The following is an excerpt from the chapter “Old Wine in the Old Bottle” of the book.
Triple Talaq Controversy
It is not easy to go into the intricate meaning and history of triple talaq in this limited space as every idea expressed has been contested, which itself proves that Muslims are as plural and opinionated as any other Indian community. In his Times of India (23 August 2017) article Maulana Wahiduddin Khan gives a simple description which may serve our purpose here though the debate would continue. According to him the institution of instant triple talaq is not a principle of Islam. Quran does indeed provide for divorce if a conjugal relationship becomes incompatible, but there is a proper procedure for it as laid down in Quran and which was adhered to by Prophet Mohammad and the first caliph Abu Bakr. They dismissed any utterance of talaq thrice at one go as something which must have been done in a fit of anger and therefore treated them as only one such utterance. In any case, a divorce situation should take at least three months to mature. But this practice was diluted during the time of the second caliph Umar when it became commonplace to use instant triple talaq as a complete process to effect a divorce. It may be underlined that it was not a Shari’ah law, therefore.
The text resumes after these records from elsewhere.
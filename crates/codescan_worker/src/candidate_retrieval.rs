//! C4: candidate-retrieval worker.
//!
//! Consumes `code.normalized`. Marks the file normalized, then checks
//! whether every file in the scan has now reported in — if so this is the
//! fan-in barrier: generate every unordered file pair exactly once (guarded
//! by the `pairs_generated` latch) and emit one `code.candidates` event per
//! pair.

use anyhow::{Context, Result};
use chrono::Utc;
use codescan_ids::ScanId;
use codescan_protocol::idempotency::candidates_key;
use codescan_protocol::{idempotency::pair_id, CandidatesPayload, Envelope, EventType, NormalizedPayload, ScanStatus};
use codescan_store::models::FileRow;
use tracing::info;

use crate::common::WorkerContext;

pub async fn process_normalized(ctx: &WorkerContext, envelope: &Envelope) -> Result<()> {
    let payload: NormalizedPayload = envelope
        .payload_as()
        .context("malformed code.normalized payload")?;
    let scan_id = ScanId::parse(&payload.scan_id).context("invalid scan_id in normalized event")?;

    codescan_store::repository::mark_file_normalized(&ctx.pool, payload.file_id).await?;
    codescan_store::repository::append_scan_log(
        &ctx.pool,
        scan_id.as_str(),
        &format!("Candidate retrieval: file {} normalized", payload.file_id),
    )
    .await?;

    let (total, normalized) =
        codescan_store::repository::count_files_normalized(&ctx.pool, scan_id.as_str()).await?;

    if total > 1 && normalized == total {
        let file_rows = codescan_store::repository::list_files_for_scan(&ctx.pool, scan_id.as_str()).await?;
        let total_pairs = (file_rows.len() as i64 * (file_rows.len() as i64 - 1)) / 2;

        let won_latch =
            codescan_store::repository::try_mark_pairs_generated(&ctx.pool, scan_id.as_str(), total_pairs)
                .await?;
        if won_latch {
            codescan_store::repository::update_scan_status_progress(
                &ctx.pool,
                scan_id.as_str(),
                Some(ScanStatus::Scoring),
                Some(5),
            )
            .await?;
            codescan_store::repository::append_scan_log(
                &ctx.pool,
                scan_id.as_str(),
                &format!("Generating {total_pairs} candidate pair(s)"),
            )
            .await?;

            for (fa, fb) in pairwise(&file_rows) {
                let (fa, fb) = canonical_order(fa, fb);
                let pid = pair_id(scan_id.as_str(), fa.id, fb.id);
                let idempotency_key = candidates_key(&pid);

                let out_payload = CandidatesPayload {
                    scan_id: scan_id.as_str().to_string(),
                    pair_id: pid,
                    file_a_id: fa.id,
                    file_b_id: fb.id,
                    checksum_a: fa.checksum.clone(),
                    checksum_b: fb.checksum.clone(),
                    language_a: fa.language.clone(),
                    language_b: fb.language.clone(),
                };
                let envelope_out = Envelope::new(
                    EventType::Candidates,
                    scan_id.as_str(),
                    &envelope.correlation_id,
                    idempotency_key,
                    Utc::now().timestamp_millis(),
                    &out_payload,
                )?;
                ctx.bus
                    .publish(&ctx.config.topics.candidates, &envelope_out)
                    .await
                    .context("publish code.candidates")?;
            }

            codescan_store::repository::append_scan_log(
                &ctx.pool,
                scan_id.as_str(),
                "Candidate retrieval: emitted code.candidates",
            )
            .await?;
        }
    }

    info!(scan_id = %scan_id, file_id = payload.file_id, "candidate retrieval processed normalized event");
    Ok(())
}

fn pairwise(rows: &[FileRow]) -> impl Iterator<Item = (&FileRow, &FileRow)> {
    (0..rows.len()).flat_map(move |i| ((i + 1)..rows.len()).map(move |j| (&rows[i], &rows[j])))
}

/// Canonical `(a, b)` ordering by id, so the generated pair_id and bus event
/// are identical regardless of the scan's file insertion order.
fn canonical_order(a: &FileRow, b: &FileRow) -> (&FileRow, &FileRow) {
    if a.id <= b.id {
        (a, b)
    } else {
        (b, a)
    }
}

#[cfg(test)]
mod tests {
    use super::*;
    use codescan_bus::InMemoryBus;
    use codescan_protocol::{idempotency::normalized_key, NormalizedRef, SystemConfig};
    use codescan_store::{create_pool, ensure_schema, models::ScanParams, DbConfig, FsBlobStore, InMemoryCache};
    use std::sync::Arc;

    async fn test_ctx() -> (WorkerContext, InMemoryBus, tempfile::TempDir) {
        let pool = create_pool(&DbConfig::sqlite_memory()).await.unwrap();
        ensure_schema(&pool).await.unwrap();
        let dir = tempfile::tempdir().unwrap();
        let in_mem = InMemoryBus::new();
        let ctx = WorkerContext {
            pool,
            cache: Arc::new(InMemoryCache::new()),
            blobs: Arc::new(FsBlobStore::new(dir.path())),
            bus: Arc::new(in_mem.clone()),
            config: SystemConfig::from_env(),
        };
        (ctx, in_mem, dir)
    }

    fn normalized_envelope(scan_id: &str, file_id: i64, checksum: &str) -> Envelope {
        let payload = NormalizedPayload {
            scan_id: scan_id.to_string(),
            file_id,
            object_bucket: "scans".to_string(),
            object_key: format!("f{file_id}.py"),
            checksum: checksum.to_string(),
            language: Some("python".to_string()),
            cache_hit: false,
            normalized_ref: NormalizedRef {
                norm_key: format!("norm:{checksum}"),
                tokens_key: format!("tokens:{checksum}"),
            },
        };
        Envelope::new(
            EventType::Normalized,
            scan_id,
            "corr-1",
            normalized_key(scan_id, file_id, checksum),
            0,
            &payload,
        )
        .unwrap()
    }

    #[tokio::test]
    async fn emits_n_choose_2_pairs_exactly_once() {
        let (ctx, in_mem, _dir) = test_ctx().await;
        let scan_id = ScanId::new();
        codescan_store::repository::create_scan(
            &ctx.pool,
            scan_id.as_str(),
            ScanStatus::Normalizing,
            &ScanParams::default(),
        )
        .await
        .unwrap();

        let mut file_ids = Vec::new();
        for i in 0..3 {
            let id = codescan_store::repository::insert_file(
                &ctx.pool,
                scan_id.as_str(),
                &format!("f{i}.py"),
                &format!("f{i}.py"),
                &format!("sum{i}"),
                Some("python"),
                10,
            )
            .await
            .unwrap();
            file_ids.push(id);
        }

        let mut sub = in_mem.subscribe(&["code.candidates"]).await;

        for (i, id) in file_ids.iter().enumerate() {
            let envelope = normalized_envelope(scan_id.as_str(), *id, &format!("sum{i}"));
            process_normalized(&ctx, &envelope).await.unwrap();
        }

        let mut seen_pairs = std::collections::HashSet::new();
        for _ in 0..3 {
            let (topic, out) = sub.recv().await.unwrap();
            assert_eq!(topic, "code.candidates");
            let payload: CandidatesPayload = out.payload_as().unwrap();
            assert!(payload.file_a_id < payload.file_b_id);
            seen_pairs.insert(payload.pair_id);
        }
        assert_eq!(seen_pairs.len(), 3);

        let scan = codescan_store::repository::get_scan(&ctx.pool, scan_id.as_str())
            .await
            .unwrap()
            .unwrap();
        assert_eq!(scan.status, "SCORING");
        assert_eq!(scan.params().unwrap().total_pairs, Some(3));
    }

    #[tokio::test]
    async fn single_file_scan_never_generates_pairs() {
        let (ctx, in_mem, _dir) = test_ctx().await;
        let scan_id = ScanId::new();
        codescan_store::repository::create_scan(
            &ctx.pool,
            scan_id.as_str(),
            ScanStatus::Normalizing,
            &ScanParams::default(),
        )
        .await
        .unwrap();
        let id = codescan_store::repository::insert_file(
            &ctx.pool,
            scan_id.as_str(),
            "only.py",
            "only.py",
            "sum0",
            None,
            4,
        )
        .await
        .unwrap();

        let _sub = in_mem.subscribe(&["code.candidates"]).await;
        let envelope = normalized_envelope(scan_id.as_str(), id, "sum0");
        process_normalized(&ctx, &envelope).await.unwrap();

        let scan = codescan_store::repository::get_scan(&ctx.pool, scan_id.as_str())
            .await
            .unwrap()
            .unwrap();
        assert_eq!(scan.status, "NORMALIZING");
    }
}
His was a hukm-al-hakim, meaning an executive order. Such orders could be valid only in particular cases but, could not have the status of Shari’ah law. However, during the British time the practice was followed more commonly and Hanafi school (to which most Indian Sunni Muslims, and the entire All India Muslim Personal Law Board, belong) made the instant triple talaq the norm, more often through fatwas. Against the background of the Supreme Court verdict of 22 August 2017 (discussed below) Wahiduddin Khan said : ‘In such a scenario, my advice to Hanafi Muslims is to take the Supreme Court’s verdict as a reminder and review their practice. They should consider triple talaq in one go as a case of a decision having been taken in anger and take it as only one talaq—as had been done during the time of the Prophet.’1
The recent controversy started in early 2016 when Shayara Bano, a 35-year-old Muslim woman from Uttarakhand, filed a petition in the Supreme Court to declare the talaq-e-biddat (the unilateral and irrevocable form of divorce called triple talaq) pronounced in 2015 by her husband, Rizwan Ahmed, an Allahabad-based property dealer, as unconstitutional since it violated her fundamental rights (https://assets.documentcloud.org/documents/2725467/Shayara-Bano-Writ-Petition-FINAL-VERSION.txt). If one goes by just the question of declaring triple talaq as unlawful, there was nothing new. Earlier court judgements had done that time and again as in the cases of Shamim Ara v State of U.P. (Supreme Court, 2002), Dadgu Pathan v Rahimbi Pathan (Bombay High Court, 2002), Najimunbee v Sk Sikander Sk Rehman (Bombay High Court, 2004), Dilshad Begum Ahmadkhan Pathan v Ahmadkhan Hanifkhan Pathan (Bombay High Court on appeal following Sessions Court judgement, 2007), Riaz Fatima v Mohd Sharif (Delhi High Court on appeal folloing Sessions Court judgement, 2007) and Shakil Ahmad Sheikh v Vahida Shakil Sheikh (Bombay High Court, 2016) (details of the cases are in Agnes 2016d: 13-15). Besides, since Shayara Bano was a chronic victim of domestic violence in the hands of her husband, which had continued for 15 long years before she was banished to her parental home, she could have taken recourse to any or all the three existing secular laws, namely, the Protection of Women from Domestic Violence Act of 2005, the Muslim Women (Protection of Rights on Divorce) Act of 1986, and under Section 125 of the Code of Criminal Procedure (CrPC). She, however, chose to appeal to the Supreme Court through a PIL claiming that her husband’s action amounted to a violation of her fundamental right as enshrined in the Indian Constitution. The case drew huge media attention because of three things: one, the contemporary texture of Hindutva politics; two, a short-sighted AIMPLB, ever worried about Muslim identity running into danger; and three, an over-enthusiastic electronic media waiting for any masala (literal meaning: spice, connotatively: socially sensitive) topic around which it could pit two or more cantankerous groups of garrulous commentators on primetime TV to boost one’s own TRP score over that of the other channels.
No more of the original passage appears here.